(Entries supplied Opens)

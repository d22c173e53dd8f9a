use pretty_assertions::assert_eq;
use sessionbus_core::testing::started_bus;
use sessionbus_core::{
    AsyncHandler, BusError, CommandResult, HandlerFailure, HandlerResult, SessionId, SyncHandler,
};

use crate::common::{AnotherTestCommand, TestCommand};

#[tokio::test]
async fn test_duplicate_and_missing_registrations() {
    let bus = started_bus().await;
    let handler = || SyncHandler(|_: TestCommand| -> HandlerResult<CommandResult> { Ok(CommandResult::ok()) });

    bus.register_command_handler::<TestCommand, _>(handler()).unwrap();
    let err = bus.register_command_handler::<TestCommand, _>(handler()).unwrap_err();
    assert!(matches!(err, BusError::DuplicateHandler { command: "TestCommand", .. }));

    // The same type may be bound once per scope.
    bus.register_command_handler_in_scope::<TestCommand, _>(SessionId::from("SESSION_1"), handler())
        .unwrap();

    bus.unregister_command_handler::<TestCommand>().unwrap();
    let err = bus.unregister_command_handler::<TestCommand>().unwrap_err();
    assert!(matches!(err, BusError::NotFound { .. }));

    // Rebinding after unregistering is allowed.
    bus.register_command_handler::<TestCommand, _>(handler()).unwrap();
    bus.stop().await;
}

#[tokio::test]
async fn test_execute_without_handler_names_type_and_scope() {
    let bus = started_bus().await;
    bus.register_command_handler::<TestCommand, _>(SyncHandler(
        |_: TestCommand| -> HandlerResult<CommandResult> { Ok(CommandResult::ok()) },
    ))
    .unwrap();

    let err = bus.execute(AnotherTestCommand::new()).await.unwrap_err();
    match &err {
        BusError::NoHandler { command, scope } => {
            assert_eq!(*command, "AnotherTestCommand");
            assert_eq!(scope, &SessionId::root());
        }
        other => panic!("unexpected error: {other}"),
    }
    let message = err.to_string();
    assert!(message.contains("AnotherTestCommand"));
    assert!(message.contains("ROOT"));
    bus.stop().await;
}

#[tokio::test]
async fn test_handler_error_becomes_failed_result() {
    let bus = started_bus().await;
    bus.register_command_handler::<TestCommand, _>(SyncHandler(
        |_: TestCommand| -> HandlerResult<CommandResult> {
            Err(HandlerFailure::new("Exception", "Test failure"))
        },
    ))
    .unwrap();

    let command = TestCommand::new("x");
    let id = command.meta.id.clone();
    let result = bus.execute(command).await.unwrap();

    assert!(!result.success);
    assert_eq!(result.error.as_deref(), Some("Exception: Test failure"));
    assert_eq!(result.command_id.as_deref(), Some(id.as_str()));
    bus.stop().await;
}

#[tokio::test]
async fn test_handler_panic_becomes_failed_result() {
    let bus = started_bus().await;
    bus.register_command_handler::<TestCommand, _>(AsyncHandler(|command: TestCommand| async move {
        if command.payload == "explode" {
            panic!("handler exploded");
        }
        Ok::<_, HandlerFailure>(CommandResult::ok())
    }))
    .unwrap();

    let result = bus.execute(TestCommand::new("explode")).await.unwrap();
    assert!(!result.success);
    assert_eq!(result.error.as_deref(), Some("Panic: handler exploded"));

    // The bus keeps serving after a panic.
    let result = bus.execute(TestCommand::new("fine")).await.unwrap();
    assert!(result.success);
    bus.stop().await;
}

#[tokio::test]
async fn test_execute_resolves_in_command_session() {
    let bus = started_bus().await;
    bus.register_command_handler::<TestCommand, _>(SyncHandler(
        |_: TestCommand| -> HandlerResult<CommandResult> { Ok(CommandResult::success("root")) },
    ))
    .unwrap();
    bus.register_command_handler_in_scope::<TestCommand, _>(
        SessionId::from("SESSION_1"),
        SyncHandler(|command: TestCommand| -> HandlerResult<CommandResult> {
            Ok(CommandResult::success(format!("session:{}", command.payload)))
        }),
    )
    .unwrap();

    let result = bus
        .execute(TestCommand::new("a").in_session("SESSION_1"))
        .await
        .unwrap();
    assert_eq!(result.result, Some(serde_json::json!("session:a")));
    assert_eq!(result.session_id, SessionId::from("SESSION_1"));

    let result = bus.execute(TestCommand::new("b")).await.unwrap();
    assert_eq!(result.result, Some(serde_json::json!("root")));

    let err = bus
        .execute(TestCommand::new("c").in_session("SESSION_2"))
        .await
        .unwrap_err();
    assert!(matches!(err, BusError::NoHandler { .. }));
    bus.stop().await;
}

(Entries supplied Closes)

Which lines above contain the word "HandlerResult"? Copy all of them.

    AsyncHandler, BusError, CommandResult, HandlerFailure, HandlerResult, SessionId, SyncHandler,
    let handler = || SyncHandler(|_: TestCommand| -> HandlerResult<CommandResult> { Ok(CommandResult::ok()) });
        |_: TestCommand| -> HandlerResult<CommandResult> { Ok(CommandResult::ok()) },
        |_: TestCommand| -> HandlerResult<CommandResult> {
        |_: TestCommand| -> HandlerResult<CommandResult> { Ok(CommandResult::success("root")) },
        SyncHandler(|command: TestCommand| -> HandlerResult<CommandResult> {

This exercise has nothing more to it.